A  defesa  da  dignidade  da  criança  e  do  adolescente,
nunca  foram  preocupação 
da sociedade. 
Em vez disso, 
buscam
 acentuar formas de punição ainda mais rigoro-
sas, além daquelas já impostas pela vida a 
nossos jovens. 
 Para o gênio da educação pública em nosso País, Paulo Freire, "quando a educação não é libertadora, o desejo do oprimido é se tornar o opressor". 

 Logo então entendemos outras razões que nos levam a crer que os adultos (de bem), em nossos dias, mesmo vivendo suas vidas de forma 'honrada' e nunca tendo delinquido, guardam um certo rancor, um ligeiro ressentimento de uma dor que provavelmente teriam sofrido - enquanto incapazes e vulneráveis -, os quais carregam sobre seus históricos de vida que se deram na discriminação, na negação de seus direitos fundamentais de proteção, de moradia, de alimentação, amparo, educação, orientação e de amplo acesso a tudo o que represente mais tarde, melhores oportunidades de vida o qual um ser humano possa vir a ter (longe do trabalho juvenil forçado em função da privação de necessidades básicas).

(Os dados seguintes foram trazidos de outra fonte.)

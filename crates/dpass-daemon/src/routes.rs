//! Axum router and all HTTP handlers for dpass-daemon.
//!
//! `build_router` is the single entry point; `main.rs` calls it and attaches
//! middleware layers so tests can drive the bare router.

use std::{convert::Infallible, sync::Arc};

use axum::{
    extract::{Path, State},
    http::{HeaderMap, HeaderValue, StatusCode},
    response::{
        sse::{Event, KeepAlive, Sse},
        IntoResponse, Response,
    },
    routing::{get, put},
    Json, Router,
};
use dpass_reconcile::DeskError;
use dpass_schemas::{Category, EntryId, GateId, PassRecord};
use dpass_store::StoreError;
use futures_util::{Stream, StreamExt};
use tokio::sync::broadcast;
use tokio_stream::wrappers::BroadcastStream;

use crate::{
    api_types::{
        AllocationResponse, EntriesResponse, ErrorResponse, HealthResponse, SaveEntryResponse,
        SetTotalRequest, SetTotalResponse,
    },
    state::{AppState, BusMsg},
};

// ---------------------------------------------------------------------------
// Router
// ---------------------------------------------------------------------------

pub fn build_router(state: Arc<AppState>) -> Router {
    Router::new()
        .route("/v1/health", get(health))
        .route("/v1/allocation", get(allocation))
        .route("/v1/entries", get(list_entries).post(create_entry))
        .route("/v1/entries/:id", put(replace_entry).delete(delete_entry))
        .route("/v1/totals/:category/:gate", put(set_total))
        .route("/v1/stream", get(stream))
        .with_state(state)
}

// ---------------------------------------------------------------------------
// Error mapping
// ---------------------------------------------------------------------------

/// Handler error; renders as [`ErrorResponse`].
pub(crate) struct ApiError {
    status: StatusCode,
    body: ErrorResponse,
}

impl ApiError {
    fn bad_request(msg: String) -> Self {
        Self {
            status: StatusCode::BAD_REQUEST,
            body: ErrorResponse {
                code: "bad_request",
                error: msg,
                rejection: None,
            },
        }
    }
}

impl From<DeskError> for ApiError {
    fn from(e: DeskError) -> Self {
        let error = e.to_string();
        let (status, code, rejection) = match e {
            DeskError::Rejected(r) => (StatusCode::UNPROCESSABLE_ENTITY, "rejected", Some(r)),
            DeskError::NotReady => (StatusCode::SERVICE_UNAVAILABLE, "not_ready", None),
            DeskError::Store(StoreError::NotFound(_)) => (StatusCode::NOT_FOUND, "not_found", None),
            DeskError::Store(_) => (StatusCode::BAD_GATEWAY, "store_failure", None),
        };
        Self {
            status,
            body: ErrorResponse {
                code,
                error,
                rejection,
            },
        }
    }
}

impl IntoResponse for ApiError {
    fn into_response(self) -> Response {
        (self.status, Json(self.body)).into_response()
    }
}

// ---------------------------------------------------------------------------
// GET /v1/health
// ---------------------------------------------------------------------------

pub(crate) async fn health(State(st): State<Arc<AppState>>) -> impl IntoResponse {
    (
        StatusCode::OK,
        Json(HealthResponse {
            ok: true,
            service: st.build.service,
            version: st.build.version,
            ready: st.desk.current().is_ok(),
            config_hash: st.config_hash.clone(),
        }),
    )
}

// ---------------------------------------------------------------------------
// GET /v1/allocation, GET /v1/entries
// ---------------------------------------------------------------------------

pub(crate) async fn allocation(
    State(st): State<Arc<AppState>>,
) -> Result<Json<AllocationResponse>, ApiError> {
    let s = st.desk.current()?;
    Ok(Json(AllocationResponse::from(s.as_ref())))
}

pub(crate) async fn list_entries(
    State(st): State<Arc<AppState>>,
) -> Result<Json<EntriesResponse>, ApiError> {
    let s = st.desk.current()?;
    Ok(Json(EntriesResponse {
        generation: s.generation,
        entries: s.entries.clone(),
    }))
}

// ---------------------------------------------------------------------------
// Entry mutations
// ---------------------------------------------------------------------------

pub(crate) async fn create_entry(
    State(st): State<Arc<AppState>>,
    Json(record): Json<PassRecord>,
) -> Result<(StatusCode, Json<SaveEntryResponse>), ApiError> {
    let id = st.desk.save_entry(record, None).await?;
    Ok((StatusCode::CREATED, Json(SaveEntryResponse { id })))
}

pub(crate) async fn replace_entry(
    State(st): State<Arc<AppState>>,
    Path(id): Path<String>,
    Json(record): Json<PassRecord>,
) -> Result<Json<SaveEntryResponse>, ApiError> {
    let id = EntryId::new(id);
    let id = st.desk.save_entry(record, Some(&id)).await?;
    Ok(Json(SaveEntryResponse { id }))
}

pub(crate) async fn delete_entry(
    State(st): State<Arc<AppState>>,
    Path(id): Path<String>,
) -> Result<StatusCode, ApiError> {
    st.desk.delete_entry(&EntryId::new(id)).await?;
    Ok(StatusCode::NO_CONTENT)
}

// ---------------------------------------------------------------------------
// PUT /v1/totals/:category/:gate
// ---------------------------------------------------------------------------

pub(crate) async fn set_total(
    State(st): State<Arc<AppState>>,
    Path((category, gate)): Path<(String, u16)>,
    Json(req): Json<SetTotalRequest>,
) -> Result<Json<SetTotalResponse>, ApiError> {
    let category = Category::parse(&category)
        .ok_or_else(|| ApiError::bad_request(format!("unknown pass category: {category}")))?;
    let gate = GateId::new(category, gate);
    st.desk.set_total(gate, req.value).await?;
    Ok(Json(SetTotalResponse {
        gate,
        value: req.value,
    }))
}

// ---------------------------------------------------------------------------
// GET /v1/stream (SSE)
// ---------------------------------------------------------------------------

pub(crate) async fn stream(State(st): State<Arc<AppState>>) -> Response {
    let mut headers = HeaderMap::new();
    headers.insert("Cache-Control", HeaderValue::from_static("no-cache"));
    headers.insert("Connection", HeaderValue::from_static("keep-alive"));

    let rx = st.bus.subscribe();
    let events = broadcast_to_sse(rx);

    (headers, Sse::new(events).keep_alive(KeepAlive::new())).into_response()
}

fn broadcast_to_sse(
    rx: broadcast::Receiver<BusMsg>,
) -> impl Stream<Item = Result<Event, Infallible>> {
    BroadcastStream::new(rx).filter_map(|msg| async move {
        // Lagged receivers skip ahead; the next allocation event is a full view.
        let m = msg.ok()?;
        let data = serde_json::to_string(&m).ok()?;
        Some(Ok(Event::default().event(m.event_name()).data(data)))
    })
}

 Os adultos de hoje, parecem em razão de traumas vividos em suas infâncias, se sentirem no mesmo direito em impor os mesmos pesados fardos e responsabilidades absurdas sofridas por eles; ou em sua mesma proporção, à nossa juventude atual. 

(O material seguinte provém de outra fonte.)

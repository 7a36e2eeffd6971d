//! Unused-key lint.
//!
//! A leaf is consumed when its JSON pointer sits under one of
//! [`CONSUMED_POINTERS`](crate::CONSUMED_POINTERS). Anything else is most
//! likely a typo (`palace_gate` for `palace_gates`) that would otherwise be
//! silently ignored.

use std::collections::BTreeSet;

use anyhow::{bail, Result};
use serde::{Deserialize, Serialize};
use serde_json::Value;

use crate::CONSUMED_POINTERS;

#[derive(Debug, Clone, Copy, PartialEq, Eq)]
pub enum UnusedKeyPolicy {
    Warn,
    Fail,
}

#[derive(Debug, Clone, Serialize, Deserialize)]
pub struct UnusedKeyReport {
    /// Sorted, unique.
    pub consumed_prefixes: Vec<String>,
    /// Sorted.
    pub unused_leaf_pointers: Vec<String>,
}

impl UnusedKeyReport {
    pub fn is_clean(&self) -> bool {
        self.unused_leaf_pointers.is_empty()
    }
}

/// `Warn` always returns the report; `Fail` errors when it is not clean.
pub fn report_unused_keys(config_json: &Value, policy: UnusedKeyPolicy) -> Result<UnusedKeyReport> {
    let consumed: BTreeSet<String> = CONSUMED_POINTERS
        .iter()
        .map(|p| normalize_pointer(p))
        .collect();
    let consumed_prefixes: Vec<String> = consumed.into_iter().collect();

    let mut leaves = Vec::new();
    collect_leaf_pointers(config_json, "", &mut leaves);

    let mut unused: Vec<String> = leaves
        .into_iter()
        .filter(|leaf| !consumed_prefixes.iter().any(|p| is_prefix_pointer(p, leaf)))
        .collect();
    unused.sort();
    unused.dedup();

    let report = UnusedKeyReport {
        consumed_prefixes,
        unused_leaf_pointers: unused,
    };

    if policy == UnusedKeyPolicy::Fail && !report.is_clean() {
        bail!(
            "CONFIG_UNUSED_KEYS: {} unused config leaf key(s): {:?}",
            report.unused_leaf_pointers.len(),
            report.unused_leaf_pointers.iter().take(12).collect::<Vec<_>>()
        );
    }

    Ok(report)
}

fn normalize_pointer(p: &str) -> String {
    let mut s = p.trim().to_string();
    if !s.starts_with('/') {
        s.insert(0, '/');
    }
    while s.len() > 1 && s.ends_with('/') {
        s.pop();
    }
    s
}

/// "/a/b" covers "/a/b" and "/a/b/c" but not "/a/bc".
fn is_prefix_pointer(prefix: &str, leaf: &str) -> bool {
    if prefix == "/" || leaf == prefix {
        return true;
    }
    leaf.strip_prefix(prefix)
        .map(|rest| rest.starts_with('/'))
        .unwrap_or(false)
}

pub(crate) fn collect_leaf_pointers(v: &Value, prefix: &str, out: &mut Vec<String>) {
    match v {
        Value::Object(map) => {
            for (k, vv) in map {
                let next = format!("{}/{}", prefix, escape_pointer_token(k));
                collect_leaf_pointers(vv, &next, out);
            }
        }
        Value::Array(arr) => {
            for (i, vv) in arr.iter().enumerate() {
                collect_leaf_pointers(vv, &format!("{prefix}/{i}"), out);
            }
        }
        _ => out.push(if prefix.is_empty() {
            "/".to_string()
        } else {
            prefix.to_string()
        }),
    }
}

fn escape_pointer_token(s: &str) -> String {
    s.replace('~', "~0").replace('/', "~1")
}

 Onde ela não respondendo de acordo com os anseios desses adultos, se veem vítimas de todos os tipos de rotulações depreciativas - quando não -, sendo diretamente criminalizados em decorrência de ações isoladas atribuídas a pequenos grupos juvenis de tendência mais agressiva frente a uma resposta a violências sofridas, usadas pela grande imprensa como sustentação ao discurso em defesa da redução da maioridade penal. 

 Nesse cenário ambíguo em torno de discursos pró ou contra a redução da maioridade penal em meio ao projeto de lei de autoria do senador Aloysio Nunes (PSDB-SP) - recentemente rejeitado na Comissão de Constituição e Justiça (CCJ), do Senado Federal na sessão do último dia 19 de fevereiro -, o debate popular sobre o controverso tema adquire proporções passionais. 

 Afinal o recurso da passionalidade em temas delicados como este, tem sido o mais usado dentre os veículos da grande mídia no sentido de ganharem a simpatia e o apoio popular ao defenderem seus pontos de vista e suas bandeiras de luta inspiradas em suas ideologias conservadoras no pleno controle social de massas, atendendo plenamente aos interesses dos proprietários dos feudos midiáticos, que também estão à serviço da estrutura elitista que representam.

 Quando um debate como a redução da maioridade esbarra na defesa de pontos de vista pessoais de indivíduos que se dizem religiosos e que vivem segundo sua fé os preceitos de sua religião - mesmo se dando de forma contrária ao posicionamento oficial da própria instituição da qual afirmam ser seguidoras como a Igreja Católica -, os defensores da maioridade penal fazem questão de separar suas vidas religiosas a de pensamentos amplamente concebidos dentro da mais pura orientação mundana e secular de intolerância em defesa de penalizações impostas a crianças e jovens, das quais possivelmente possam estar em casos que se vejam tidos como 'menores infratores'. 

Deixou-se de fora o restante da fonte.